If that weren’t enough Atticus always knows what to say at precisely the right moment.
“Courage is not a man with a gun in his hand,” he says to his 10 year-old son Jem. “It’s knowing you’re licked before you begin anyway and you see it through no matter what. You rarely win, but sometimes you do.”
Ever come up with a pearl of wisdom like that while driving a mini-van crammed with screaming and hygienically challenged boys to a Little League game? I think not.
This year things are different. I turned 50 and I’ve learned to watch "To Kill a Mockingbird" without judging my performance as a father against the Atticus Finch Gold Standard.

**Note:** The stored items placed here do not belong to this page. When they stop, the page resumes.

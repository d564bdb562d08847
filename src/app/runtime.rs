use std::fs;
use std::io::{self, IsTerminal, Read};
use std::path::{Path, PathBuf};
use std::sync::Arc;
use std::sync::atomic::Ordering;

use anyhow::{Context, Result};
use clap::Parser;
use hlsgrab_core::download::constants::{CONNECT_TIMEOUT_SECS, READ_TIMEOUT_SECS};
use hlsgrab_core::{
    DedupCache, DownloadJob, DownloadStats, HttpClient, JobOutcome, JobReport, JobSpec, JobStage,
    WorkspaceManager,
};
use serde::Serialize;
use tokio_util::sync::CancellationToken;
use tracing::{debug, info, warn};
use url::Url;

use crate::ProcessExit;
use crate::app::config::{self, Settings};
use crate::app::{exit_handler, output, progress_manager, terminal};
use crate::cli::Args;

pub(crate) async fn run_hlsgrab() -> Result<ProcessExit> {
    // Parse CLI arguments first (before tracing, so --help works without logs)
    let args = Args::parse();
    terminal::init_tracing(terminal::default_log_level(args.quiet, args.verbose));
    debug!(?args, "CLI arguments parsed");

    let file_config = config::load_default_file_config()?;
    let settings = Settings::resolve(&args, file_config.as_ref());
    debug!(?settings, "resolved settings");

    let inputs = collect_inputs(&args.urls)?;
    if inputs.is_empty() {
        info!("No input provided. Pass playlist URLs as arguments or pipe them via stdin.");
        info!("Example: hlsgrab https://cdn.example/show/master.m3u8 -o show.ts");
        return Ok(ProcessExit::Success);
    }

    let mut records = Vec::with_capacity(inputs.len());
    let mut urls = Vec::with_capacity(inputs.len());
    for input in inputs {
        match Url::parse(&input) {
            Ok(url) => urls.push(url),
            Err(e) => {
                warn!(input = %input, error = %e, "Skipping invalid URL");
                records.push(JobRecord::rejected(input, format!("invalid URL: {e}")));
            }
        }
    }

    let outputs = output::plan_outputs(&urls, args.output.as_deref());
    let client = HttpClient::new_with_timeouts(
        settings.connect_timeout_secs.unwrap_or(CONNECT_TIMEOUT_SECS),
        settings.read_timeout_secs.unwrap_or(READ_TIMEOUT_SECS),
    );
    let workspaces = settings
        .workspace_root
        .clone()
        .map_or_else(WorkspaceManager::default, WorkspaceManager::new);

    let cancel = CancellationToken::new();
    let signal_token = cancel.clone();
    tokio::spawn(async move {
        if tokio::signal::ctrl_c().await.is_ok() {
            warn!("Interrupt received; cancelling");
            signal_token.cancel();
        }
    });

    let stats = Arc::new(DownloadStats::new());
    let use_spinner = terminal::should_use_spinner(
        io::stderr().is_terminal(),
        args.quiet,
        args.json,
        terminal::is_dumb_terminal(),
    );
    let (progress_handle, progress_stop) =
        progress_manager::spawn_progress_ui(use_spinner, Arc::clone(&stats), urls.len());

    let mut dedup = DedupCache::new();
    for (url, output_path) in urls.into_iter().zip(outputs) {
        if cancel.is_cancelled() {
            records.push(JobRecord::rejected(url.to_string(), "skipped after interrupt".to_string()));
            continue;
        }
        if let Err(e) = ensure_parent_dir(&output_path) {
            warn!(output = %output_path.display(), error = %e, "Cannot prepare output directory");
            records.push(JobRecord::rejected(url.to_string(), format!("{e:#}")));
            continue;
        }

        let spec = JobSpec {
            manifest_url: url.clone(),
            output_path,
            headers: settings.headers.clone(),
            concurrency: settings.concurrency,
            variant_policy: settings.policy,
            segment_retries: settings.segment_retries,
            include_renditions: settings.include_renditions,
            buffer_mode: settings.buffer_mode,
            deadline: settings.deadline,
        };
        let mut job = DownloadJob::new(spec)
            .with_client(client.clone())
            .with_workspace_manager(workspaces.clone())
            .with_stats(Arc::clone(&stats));
        let outcome = job.run(&cancel).await;

        let duplicate_of = outcome
            .report()
            .and_then(|report| record_artifact(&mut dedup, report));
        if let Some(first) = &duplicate_of {
            warn!(
                url = %url,
                duplicate_of = %first.display(),
                "Output is identical to an earlier download"
            );
        }

        if !args.json {
            if outcome.is_failure() {
                eprintln!("{url}: {outcome}");
            } else {
                println!("{outcome}");
            }
        }
        records.push(JobRecord::from_outcome(&url, &outcome, duplicate_of));
    }

    progress_stop.store(true, Ordering::SeqCst);
    if let Some(handle) = progress_handle {
        let _ = handle.await;
    }

    if args.json {
        println!("{}", serde_json::to_string_pretty(&records)?);
    }

    let (succeeded, partial, failed) = tally(&records);
    info!(
        succeeded,
        partial,
        failed,
        segments = stats.finished(),
        retried = stats.retried(),
        "All jobs finished"
    );
    if cancel.is_cancelled() {
        warn!("Interrupted; remaining jobs were not run");
    }

    Ok(exit_handler::determine_exit_outcome(succeeded, partial, failed))
}

/// Playlist URLs from arguments, or from stdin when none were given.
fn collect_inputs(urls: &[String]) -> Result<Vec<String>> {
    if !urls.is_empty() {
        return Ok(urls.to_vec());
    }
    if io::stdin().is_terminal() {
        return Ok(Vec::new());
    }
    let mut buffer = String::new();
    io::stdin()
        .read_to_string(&mut buffer)
        .context("Failed to read URLs from stdin")?;
    Ok(parse_input_lines(&buffer))
}

/// One URL per line; blank lines and `#` comments are ignored.
fn parse_input_lines(text: &str) -> Vec<String> {
    text.lines()
        .map(str::trim)
        .filter(|line| !line.is_empty() && !line.starts_with('#'))
        .map(ToString::to_string)
        .collect()
}

fn ensure_parent_dir(path: &Path) -> Result<()> {
    let Some(parent) = path.parent().filter(|p| !p.as_os_str().is_empty()) else {
        return Ok(());
    };
    if !parent.exists() {
        fs::create_dir_all(parent)
            .with_context(|| format!("Failed to create directory '{}'", parent.display()))?;
        info!(dir = %parent.display(), "Created output directory");
    }
    Ok(())
}

/// Remembers a non-empty artifact, returning the earlier output with the same
/// content. Empty outputs all share one hash and are never compared.
fn record_artifact(dedup: &mut DedupCache, report: &JobReport) -> Option<PathBuf> {
    if report.bytes_written == 0 {
        return None;
    }
    dedup.record(&report.content_hash, &report.output_path)
}

/// Per-URL entry of the `--json` output.
#[derive(Debug, Serialize)]
struct JobRecord {
    url: String,
    status: JobStatus,
    #[serde(skip_serializing_if = "Option::is_none")]
    output_path: Option<PathBuf>,
    #[serde(skip_serializing_if = "Vec::is_empty")]
    missing_indices: Vec<usize>,
    #[serde(skip_serializing_if = "Option::is_none")]
    failed_stage: Option<JobStage>,
    #[serde(skip_serializing_if = "Option::is_none")]
    error: Option<String>,
    #[serde(skip_serializing_if = "Option::is_none")]
    duplicate_of: Option<PathBuf>,
    #[serde(skip_serializing_if = "Option::is_none")]
    report: Option<JobReport>,
}

#[derive(Debug, Clone, Copy, PartialEq, Eq, Serialize)]
#[serde(rename_all = "snake_case")]
enum JobStatus {
    Success,
    PartialSuccess,
    Failure,
}

impl JobRecord {
    /// A URL that never reached a job.
    fn rejected(url: String, error: String) -> Self {
        Self {
            url,
            status: JobStatus::Failure,
            output_path: None,
            missing_indices: Vec::new(),
            failed_stage: None,
            error: Some(error),
            duplicate_of: None,
            report: None,
        }
    }

    fn from_outcome(url: &Url, outcome: &JobOutcome, duplicate_of: Option<PathBuf>) -> Self {
        let (status, missing_indices, failed_stage, error) = match outcome {
            JobOutcome::Success { .. } => (JobStatus::Success, Vec::new(), None, None),
            JobOutcome::PartialSuccess {
                missing_indices, ..
            } => (JobStatus::PartialSuccess, missing_indices.clone(), None, None),
            JobOutcome::Failure { stage, cause } => {
                (JobStatus::Failure, Vec::new(), Some(*stage), Some(cause.to_string()))
            }
        };
        Self {
            url: url.to_string(),
            status,
            output_path: outcome.output_path().map(Path::to_path_buf),
            missing_indices,
            failed_stage,
            error,
            duplicate_of,
            report: outcome.report().cloned(),
        }
    }
}

/// Counts (succeeded, partial, failed).
fn tally(records: &[JobRecord]) -> (usize, usize, usize) {
    records
        .iter()
        .fold((0, 0, 0), |(ok, partial, failed), record| match record.status {
            JobStatus::Success => (ok + 1, partial, failed),
            JobStatus::PartialSuccess => (ok, partial + 1, failed),
            JobStatus::Failure => (ok, partial, failed + 1),
        })
}

#[cfg(test)]
mod tests {
    use super::*;
    use hlsgrab_core::JobError;

    #[test]
    fn test_parse_input_lines_skips_blanks_and_comments() {
        let lines = parse_input_lines(
            "\n  https://cdn.example/a.m3u8  \n# later\n\nhttps://cdn.example/b.m3u8\n",
        );
        assert_eq!(
            lines,
            vec![
                "https://cdn.example/a.m3u8".to_string(),
                "https://cdn.example/b.m3u8".to_string(),
            ]
        );
    }

    #[test]
    fn test_ensure_parent_dir_creates_missing_directories() {
        let root = tempfile::TempDir::new().unwrap();
        let output = root.path().join("a").join("b").join("show.ts");
        ensure_parent_dir(&output).unwrap();
        assert!(output.parent().unwrap().is_dir());

        ensure_parent_dir(Path::new("relative.ts")).unwrap();
    }

    #[test]
    fn test_failure_record_serializes_stage_and_error() {
        let url = Url::parse("https://cdn.example/master.m3u8").unwrap();
        let outcome = JobOutcome::Failure {
            stage: JobStage::FetchingMaster,
            cause: JobError::Cancelled,
        };
        let record = JobRecord::from_outcome(&url, &outcome, None);
        let json = serde_json::to_value(&record).unwrap();

        assert_eq!(json["status"], "failure");
        assert_eq!(json["failed_stage"], "fetching_master");
        assert_eq!(json["error"], "job cancelled");
        assert!(json.get("report").is_none());
    }

    fn report(output: &str, bytes_written: u64, content_hash: &str) -> JobReport {
        let video = hlsgrab_core::TrackReport {
            track: "video".to_string(),
            name: None,
            language: None,
            output_path: Some(PathBuf::from(output)),
            segments_total: 2,
            segments_written: if bytes_written == 0 { 0 } else { 2 },
            missing_indices: if bytes_written == 0 { vec![0, 1] } else { Vec::new() },
            bytes_written,
            content_hash: content_hash.to_string(),
        };
        JobReport {
            manifest_url: "https://cdn.example/show/index.m3u8".to_string(),
            output_path: PathBuf::from(output),
            variant: None,
            duration_secs: 8.0,
            video,
            renditions: Vec::new(),
            bytes_written,
            content_hash: content_hash.to_string(),
            retries: 0,
            elapsed_ms: 10,
        }
    }

    #[test]
    fn test_record_artifact_flags_identical_outputs() {
        let mut dedup = DedupCache::new();
        assert_eq!(record_artifact(&mut dedup, &report("a.ts", 4, "abcd")), None);
        assert_eq!(
            record_artifact(&mut dedup, &report("b.ts", 4, "abcd")),
            Some(PathBuf::from("a.ts"))
        );
    }

    #[test]
    fn test_record_artifact_ignores_empty_outputs() {
        // sha256 of no bytes
        let empty = "e3b0c44298fc1c149afbf4c8996fb92427ae41e4649b934ca495991b7852b855";
        let mut dedup = DedupCache::new();
        assert_eq!(record_artifact(&mut dedup, &report("a.ts", 0, empty)), None);
        assert_eq!(record_artifact(&mut dedup, &report("b.ts", 0, empty)), None);
        assert!(dedup.is_empty());
    }

    #[test]
    fn test_tally_counts_each_status() {
        let url = Url::parse("https://cdn.example/master.m3u8").unwrap();
        let failure = JobOutcome::Failure {
            stage: JobStage::Created,
            cause: JobError::Cancelled,
        };
        let records = vec![
            JobRecord::rejected("not a url".to_string(), "invalid URL".to_string()),
            JobRecord::from_outcome(&url, &failure, None),
        ];
        assert_eq!(tally(&records), (0, 0, 2));
    }
}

For me fatherhood isn’t about perfection anymore. Fatherhood is about remembering the promise I whispered in a delivery room to God and myself as I watched each of my three children come into the world, that I would love them and their mother with everything I could muster, and as Atticus said, see it through no matter what. Most of all fatherhood for me is about asking God every morning before my feet hit the floor to supply me with the grace to keep that promise for another twenty-four hours.
It reminds me of a fatherhood moment a few years back with my son in Vermont. It is about one of those blessed days when you realize just how glorious and sacred the vocation of fatherhood really is, even if you aren’t Atticus Finch.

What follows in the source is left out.